Quando dici “Carrara” di solito alla gente sovvengono due immagini molto diverse tra loro: c’è chi pensa subito alle Alpi Apuane con le loro cave bianche, chi al mare, alla sabbia, ai tuffi.
Ma Carrara (MS) andrebbe pensata in un altro modo, perché da diversi anni ormai è al centro di una rinascita culturale, e ha messo in moto una trasformazione silenziosa ma inarrestabile. Basti pensare alla Biennale internazionale di Scultura di Carrara e ai Simposi organizzati in passato dalla città del marmo bianco.
Un cambiamento di pelle a cui si può assistere tutto l’anno, grazie alle mostre d’arte e agli eventi culturali messi in programmazione dal Comune di Carrara.
Quest’estate ad esempio White Carrara, alla sua nona edizione, consente fino al 28 settembre di immergersi – gratuitamente – in un “laboratorio creativo diffuso”. Tutto il centro storico è punteggiato da opere d’arte di designer internazionali che hanno ideato progetti ad hoc per la mostra e la città.
Il tema “Design Here and Now” sottende un’idea semplice ma geniale: prendere il marmo più bello del mondo e far ideare progetti ai designer più bravi del mondo.
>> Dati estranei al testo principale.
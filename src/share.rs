use std::{
    fs::{self, File},
    io::{self, BufWriter, Seek, SeekFrom, Write},
    path::{Path, PathBuf},
};
use tachyon_reactor::library::http::{
    range::{parse_range, unsatisfied_range},
    request::{HttpRequest, Method},
    response::{HttpResponse, StatusCode},
    server::HttpService,
};
use tracing::{info, warn};

const BANNER: &str = "tachyon-reactor file share\n\
GET  /files                 list stored files\n\
GET  /download?name=<file>  fetch a file (Range supported)\n\
POST /upload?name=<file>    store the request body\n";

/// A flat directory served over HTTP.
pub struct FileShare {
    root: PathBuf,
}

/// No separators, no parent hops: the name must stay inside the root.
fn is_plain_name(name: &str) -> bool {
    !name.is_empty() && !name.contains('/') && !name.contains('\\') && !name.contains("..")
}

fn bad_name() -> HttpResponse {
    HttpResponse::text(StatusCode::BadRequest, "missing or invalid file name\n")
}

impl FileShare {
    pub fn open(root: impl AsRef<Path>) -> io::Result<Self> {
        fs::create_dir_all(root.as_ref())?;
        Ok(Self {
            root: fs::canonicalize(root)?,
        })
    }

    pub fn root(&self) -> &Path {
        &self.root
    }

    fn target(&self, request: &HttpRequest) -> Option<PathBuf> {
        request
            .param("name")
            .filter(|name| is_plain_name(name))
            .map(|name| self.root.join(name))
    }

    fn list(&self) -> HttpResponse {
        let entries = match fs::read_dir(&self.root) {
            Ok(entries) => entries,
            Err(err) => {
                warn!("Cannot list {}: {err}", self.root.display());
                return HttpResponse::text(StatusCode::InternalServerError, "listing failed\n");
            }
        };
        let mut files: Vec<(String, u64)> = entries
            .filter_map(|entry| entry.ok())
            .filter_map(|entry| {
                let meta = entry.metadata().ok()?;
                meta.is_file()
                    .then(|| (entry.file_name().to_string_lossy().into_owned(), meta.len()))
            })
            .collect();
        files.sort();
        let body: String = files
            .iter()
            .map(|(name, size)| format!("{name}\t{size}\n"))
            .collect();
        HttpResponse::text(StatusCode::Ok, body)
    }

    fn download(&self, request: &HttpRequest) -> HttpResponse {
        let Some(path) = self.target(request) else {
            return bad_name();
        };
        let mut file = match File::open(&path) {
            Ok(file) => file,
            Err(err) if err.kind() == io::ErrorKind::NotFound => {
                return HttpResponse::text(StatusCode::NotFound, "no such file\n");
            }
            Err(err) => {
                warn!("Cannot open {}: {err}", path.display());
                return HttpResponse::text(StatusCode::InternalServerError, "open failed\n");
            }
        };
        let total = match file.metadata() {
            Ok(meta) if meta.is_file() => meta.len(),
            _ => return HttpResponse::text(StatusCode::NotFound, "no such file\n"),
        };

        let range = match request.header("Range").map(|value| parse_range(value, total)) {
            Some(Err(_)) => {
                let mut response =
                    HttpResponse::text(StatusCode::RangeNotSatisfiable, "range not satisfiable\n");
                response.set_header("Content-Range", unsatisfied_range(total));
                return response;
            }
            Some(Ok(range)) => range,
            None => None,
        };

        let mut response = HttpResponse::new(StatusCode::Ok);
        response
            .set_header("Content-Type", "application/octet-stream")
            .set_header("Accept-Ranges", "bytes");
        if let Some(name) = path.file_name() {
            response.set_header(
                "Content-Disposition",
                format!("attachment; filename=\"{}\"", name.to_string_lossy()),
            );
        }
        match range {
            Some(range) => {
                if let Err(err) = file.seek(SeekFrom::Start(range.start)) {
                    warn!("Cannot seek {}: {err}", path.display());
                    return HttpResponse::text(StatusCode::InternalServerError, "seek failed\n");
                }
                response
                    .set_status(StatusCode::PartialContent)
                    .set_header("Content-Range", range.content_range(total))
                    .set_stream(Box::new(io::Read::take(file, range.len())));
            }
            None => {
                response.set_stream(Box::new(file));
            }
        }
        response
    }

    /// Body arrived in one piece, small enough to have been kept in memory.
    fn store(&self, request: &HttpRequest) -> HttpResponse {
        let Some(path) = self.target(request) else {
            return bad_name();
        };
        match fs::write(&path, &request.body) {
            Ok(()) => {
                info!("Stored {} ({} bytes)", path.display(), request.body.len());
                HttpResponse::text(StatusCode::Created, format!("stored {} bytes\n", request.body.len()))
            }
            Err(err) => {
                warn!("Cannot write {}: {err}", path.display());
                HttpResponse::text(StatusCode::InternalServerError, "write failed\n")
            }
        }
    }
}

impl HttpService for FileShare {
    fn handle(&self, request: &HttpRequest) -> HttpResponse {
        match (request.method, request.url.as_str()) {
            (Method::Get, "/") => HttpResponse::text(StatusCode::Ok, BANNER),
            (Method::Get, "/files") => self.list(),
            (Method::Get, "/download") => self.download(request),
            (Method::Post, "/upload") => self.store(request),
            (_, "/" | "/files" | "/download" | "/upload") => {
                HttpResponse::text(StatusCode::MethodNotAllowed, "method not allowed\n")
            }
            _ => HttpResponse::text(StatusCode::NotFound, "not found\n"),
        }
    }

    fn open_upload(&self, request: &HttpRequest) -> Option<Box<dyn Write + Send>> {
        if request.method != Method::Post || request.url != "/upload" {
            return None;
        }
        // An invalid name falls through to `handle`, which answers 400
        let path = self.target(request)?;
        match File::create(&path) {
            Ok(file) => Some(Box::new(BufWriter::new(file))),
            Err(err) => {
                warn!("Cannot create {}: {err}", path.display());
                None
            }
        }
    }

    fn finish_upload(&self, request: &HttpRequest, received: u64) -> HttpResponse {
        info!(
            "Stored {} ({received} bytes, streamed)",
            request.param("name").unwrap_or_default()
        );
        HttpResponse::text(StatusCode::Created, format!("stored {received} bytes\n"))
    }
}

#[cfg(test)]
mod tests {
    use super::*;
    use bytes::Bytes;
    use std::io::Read;

    fn share(tag: &str) -> FileShare {
        let dir = std::env::temp_dir().join(format!("share-{tag}-{}", std::process::id()));
        let _ = fs::remove_dir_all(&dir);
        FileShare::open(&dir).unwrap()
    }

    fn get(url: &str, params: &[(&str, &str)], headers: &[(&str, &str)]) -> HttpRequest {
        HttpRequest {
            method: Method::Get,
            url: url.into(),
            params: params.iter().map(|(k, v)| (k.to_string(), v.to_string())).collect(),
            headers: headers.iter().map(|(k, v)| (k.to_string(), v.to_string())).collect(),
            ..Default::default()
        }
    }

    fn body_of(response: HttpResponse) -> (String, Vec<u8>) {
        let (head, stream) = response.encode();
        let head = String::from_utf8_lossy(&head).into_owned();
        let mut body = Vec::new();
        if let Some(mut reader) = stream {
            reader.read_to_end(&mut body).unwrap();
        }
        (head, body)
    }

    #[test]
    fn names_must_stay_inside_the_root() {
        assert!(is_plain_name("report.pdf"));
        for bad in ["", "../etc/passwd", "a/b", "a\\b", "..", "x..y"] {
            assert!(!is_plain_name(bad), "{bad}");
        }
        let share = share("names");
        let response = share.handle(&get("/download", &[("name", "../secret")], &[]));
        assert_eq!(response.status(), StatusCode::BadRequest);
        fs::remove_dir_all(share.root()).unwrap();
    }

    #[test]
    fn store_list_and_fetch() {
        let share = share("roundtrip");
        let mut upload = get("/upload", &[("name", "hello.txt")], &[]);
        upload.method = Method::Post;
        upload.body = Bytes::from_static(b"0123456789");
        assert_eq!(share.handle(&upload).status(), StatusCode::Created);

        // Listing bodies are in memory, so they ride along with the head
        let (listing, _) = body_of(share.handle(&get("/files", &[], &[])));
        assert!(listing.ends_with("\r\n\r\nhello.txt\t10\n"));

        let (head, body) = body_of(share.handle(&get("/download", &[("name", "hello.txt")], &[])));
        assert!(head.starts_with("HTTP/1.1 200 OK"));
        assert_eq!(body, b"0123456789");

        let (head, body) = body_of(share.handle(&get(
            "/download",
            &[("name", "hello.txt")],
            &[("Range", "bytes=2-5")],
        )));
        assert!(head.starts_with("HTTP/1.1 206 Partial Content"));
        assert!(head.contains("Content-Range: bytes 2-5/10\r\n"));
        assert_eq!(body, b"2345");

        let response = share.handle(&get("/download", &[("name", "hello.txt")], &[("Range", "bytes=10-")]));
        assert_eq!(response.status(), StatusCode::RangeNotSatisfiable);
        fs::remove_dir_all(share.root()).unwrap();
    }

    #[test]
    fn unknown_routes() {
        let share = share("routes");
        assert_eq!(share.handle(&get("/nope", &[], &[])).status(), StatusCode::NotFound);
        let mut delete = get("/files", &[], &[]);
        delete.method = Method::Delete;
        assert_eq!(share.handle(&delete).status(), StatusCode::MethodNotAllowed);
        fs::remove_dir_all(share.root()).unwrap();
    }
}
Per creare cose nuove. Contemporanee. Che parlino di oggi.
Così ti ritrovi talenti come Karim Rashid – quello che ha disegnato mezzo mondo moderno, 4.000 progetti e 400 premi – Ross Lovegrove, il designer inglese che fa sembrare i suoi oggetti nati per caso in un bosco alieno e Jean-Michel Wilmotte, l’architetto francese che quando tocca qualcosa diventa automaticamente elegante.
White Carrara ha anche mescolato i grandi nomi con i giovani talenti – come Kickie Chudikova, che da Bratislava via New York sperimenta come far dialogare tradizione e tecnologia – e soprattutto con i locali. Perché se vuoi cambiare una città, devi coinvolgere chi ci vive.
E i designer italiani non sono da meno: Elena Salmistraro con la sua ricerca poetica sui materiali; Giulio Iacchetti (due Compassi d’Oro); Massimo Giacon che ha disegnato per Alessi. E poi una schiera di talenti toscani che hanno scelto Carrara come base operativa. Segno che qualcosa sta succedendo davvero.
Il bello è che ogni progetto nasce dalla collaborazione tra questi creativi e le aziende e maestranze locali. Dalle grandi cave ai piccoli laboratori artigianali. È il modello italiano che funziona: l’idea geniale che diventa realtà grazie alle mani sapienti. Solo che stavolta non si tratta di produrre l’ennesima poltrona di design, ma di reinventare il rapporto con un materiale che sembrava condannato al passato. https://whitecarrara.

A White Carrara si dà spazio anche alle arti visive e alla sperimentazione: il mudaC │museo delle arti Carrara ospita la mostra di Vincenzo Marsiglia “Stars and Dust”, esplorando le frontiere della mixed reality e dell’intelligenza artificiale nell’arte contemporanea. E, nella project room Gianluca Sgherri mette in mostra il suo “Uninverso”, installazione che decostruisce le percezioni spaziali attraverso un labirinto dinamico e immersivo. www.mudac.
Il marmo, insomma, non come “cosa antica da museo” ma come linguaggio contemporaneo. È la stessa filosofia che si ritrova al CARMI, il museo dedicato a Carrara e Michelangelo, dove fino a ottobre vi può visitare la mostra straordinaria: “Per forza di levare. Michelangelo scultore nelle fotografie degli archivi Alinari”.
Ottanta fotografie fine art degli Archivi Alinari che raccontano come i grandi fotografi dell’Ottocento abbiano affrontato la sfida di catturare la tridimensionalità del marmo nella bidimensionalità della foto. www.carmi.
Anche qui, non si tratta di nostalgia. Ma di capire come tradizione e innovazione possano dialogare. Come il passato possa diventare futuro senza perdere la propria anima.